Appl Opt. 2012 Nov 1;51(31):7537-48. doi: 10.1364/AO.51.007537.
Dynamic light scattering (DLS) from colloidal particles often contains noise, which makes inversion of the correlation function to obtain the particle size distribution (PSD) unreliable. In this work, poor-quality correlation function data with baseline error were analyzed using constrained regularization techniques. The effect of baseline error was investigated, and two strategies were proposed to compensate for baseline error. One strategy is based on edge proportion detection of spurious peaks at large size in the PSD, and the other is based on the solution norm.
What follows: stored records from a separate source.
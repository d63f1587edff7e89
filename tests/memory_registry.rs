use std::{
    sync::Arc,
    thread,
    time::{Duration, Instant},
};

use softcache::{CacheTable, Cost, MemoryAuthority, MemoryRegistry, TidyUpScheduler};

struct Caches {
    registry: Arc<MemoryRegistry>,
    scheduler: Arc<TidyUpScheduler>,
    low: CacheTable<u32, String>,
    high: CacheTable<u32, String>,
}

fn setup() -> Caches {
    let registry = Arc::new(MemoryRegistry::new());
    let scheduler = Arc::new(TidyUpScheduler::new());
    let build = |name: &str, cost: Cost| {
        let cache: CacheTable<u32, String> = CacheTable::builder()
            .name(name)
            .cost(cost)
            .average_size(100)
            .register_threshold(10)
            .memory_authority(Arc::clone(&registry) as Arc<dyn MemoryAuthority>)
            .tidy_up_scheduler(Arc::clone(&scheduler))
            .build()
            .expect("valid configuration");
        for key in 0..100 {
            cache.insert(key, format!("{name}-{key}"));
        }
        cache
    };
    let low = build("low", Cost::Low);
    let high = build("high", Cost::High);
    Caches {
        registry,
        scheduler,
        low,
        high,
    }
}

#[test]
fn tracks_registered_caches() {
    let caches = setup();
    assert_eq!(caches.registry.registered_count(), 2);
    assert_eq!(
        caches.registry.estimated_size(),
        caches.low.estimated_size() + caches.high.estimated_size()
    );

    let Caches { registry, high, .. } = caches;
    drop(high);
    assert_eq!(registry.registered_count(), 1);
}

#[test]
fn small_requests_only_touch_the_cheapest_cache() {
    let caches = setup();
    let released = caches.registry.free_bytes(1_000);
    assert!(released >= 1_000);
    assert!(caches.low.len() < 100);
    assert_eq!(caches.high.len(), 100);
}

#[test]
fn relieve_pressure_shrinks_every_cache() -> anyhow::Result<()> {
    let caches = setup();
    let before = caches.registry.estimated_size();

    let released = caches.registry.relieve_pressure(0.5)?;
    assert!(released > 0);
    assert!(caches.low.len() < 100);
    assert!(caches.high.len() < 100);
    assert_eq!(caches.registry.estimated_size(), before - released);
    Ok(())
}

#[test]
fn panic_free_memory_empties_every_cache() {
    let caches = setup();
    assert!(caches.registry.panic_free_memory() > 0);
    assert!(caches.low.is_empty());
    assert!(caches.high.is_empty());
    // Empty caches deregister themselves.
    assert_eq!(caches.registry.registered_count(), 0);
}

#[test]
fn scheduled_tidy_ups_run_in_the_background() {
    let caches = setup();
    assert_eq!(caches.registry.schedule_tidy_up(&caches.scheduler), 2);

    let deadline = Instant::now() + Duration::from_secs(5);
    while caches.scheduler.completed_passes() < 2 {
        assert!(Instant::now() < deadline, "tidy-up passes did not run");
        thread::sleep(Duration::from_millis(5));
    }
    assert!(caches.low.len() < 100);
    assert!(caches.high.len() < 100);
}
Results from simulated and experimental data demonstrate the effectiveness of our proposed strategies. The L-curve rules for standard Tikhonov and for constrained regularization, the generalized cross-validation (GCV) rule, and the robust GCV rule were investigated for determination of the regularization parameter. A comparison of these rules was done using both simulated and experimental data. It is shown that correction of baseline error with baseline compensation as well as a reasonable regularization parameter choice improves the accuracy of PSD recovery in poor-quality DLS data analysis.